Pew report: More women waiting to have children
The Atlanta Journal-Constitution
Moms, you've done a lot of growing up these past 20 years.
A new report from the Pew Research Center's Social & Demographic Trends project compared characteristics of U.S. mothers who gave birth in 1990 and in 2008. Among the most striking findings: mothers of newborns in all race and ethnic groups are now older than their counterparts 20 years ago.
Fourteen percent of births in 2008 were to women ages 35 and older, and 10 percent were to teens. This reversed the stats from 1990, when 13 percent of U.S. births were to teens, and 9 percent were to older women. The report's data and information came from the National Center for Health Statistics, the Census Bureau and a Pew parenthood survey.
In Georgia, the birth rate among women ages 35-55 increased from 10.6 in 1997 to 12.8 in 2007, the most recent data available from the Georgia Department of Community Health. In the same period, the birth rate among women age 10-19 shrank from 33.7 to 27.8.
“Medical technology and fertility treatments have made it possible, to not only have babies, but to have healthy babies" later in life, said D'Vera Cohn, one of the report's co-authors. “The larger trend, I think, is that Americans are achieving the traditional milestones of adult life at later ages than they used to.”
People might spend more years on education, wait until they finish college to marry and then wait until they’ve established a career to have children, Cohn said.
The data didn't surprise Atlanta Parent magazine publisher Liz White.

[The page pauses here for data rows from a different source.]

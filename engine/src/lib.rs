use serde::Serialize;

pub mod api;
pub mod challenge;
pub mod character;
pub mod content;
pub mod contest;
pub mod error;
pub mod oracle;
pub mod pool;

pub use challenge::{Challenge, Verdict};
pub use character::Character;
pub use contest::{ContestMode, ContestResult, Thresholds, run_contest};
pub use error::{ChallengeError, CharacterError, OracleError};
pub use oracle::{
    BinaryOracle, Column, Draw, FnSource, OptionPair, RandomSource, Resolved, ScriptedSource,
    SeededSource, from_fn, option_pair,
};
pub use pool::AttributePool;

/// Binary attribute / threat level.
#[derive(Copy, Clone, Debug, PartialEq, Eq, Hash, Serialize)]
#[serde(rename_all = "SCREAMING_SNAKE_CASE")]
pub enum Level {
    High,
    Low,
}

impl Level {
    pub fn label(self) -> &'static str {
        match self {
            Level::High => "HIGH",
            Level::Low => "LOW",
        }
    }

    /// One step up; HIGH stays HIGH.
    pub fn raised(self) -> Self {
        Level::High
    }

    /// One step down; LOW stays LOW.
    pub fn lowered(self) -> Self {
        Level::Low
    }
}

impl std::fmt::Display for Level {
    fn fmt(&self, f: &mut std::fmt::Formatter<'_>) -> std::fmt::Result {
        f.write_str(self.label())
    }
}

#[cfg(test)]
mod tests {
    use super::*;

    #[test]
    fn raising_and_lowering_saturate() {
        assert_eq!(Level::Low.raised(), Level::High);
        assert_eq!(Level::High.raised(), Level::High);
        assert_eq!(Level::High.lowered(), Level::Low);
        assert_eq!(Level::Low.lowered(), Level::Low);
        assert_eq!(Level::High.to_string(), "HIGH");
    }
}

"When we’re at festivals, even on the playground, if you just look at the makeup of the moms, you have your 20-somethings and your 30-somethings and your-40 somethings, too," White said.
Among the Pew report's other findings:
- In 2008, a record 41 percent of births were to unmarried women, mostly younger than 25.
- White women were 53 percent of mothers of newborns in 2008, down from 65 percent in 1990. The share of births to Hispanic women grew to one-in-four.
One thing has remained the same, according to the survey: when Americans are asked about the ideal number of children for a family, the answer is two -- just as it has been since the 1970s.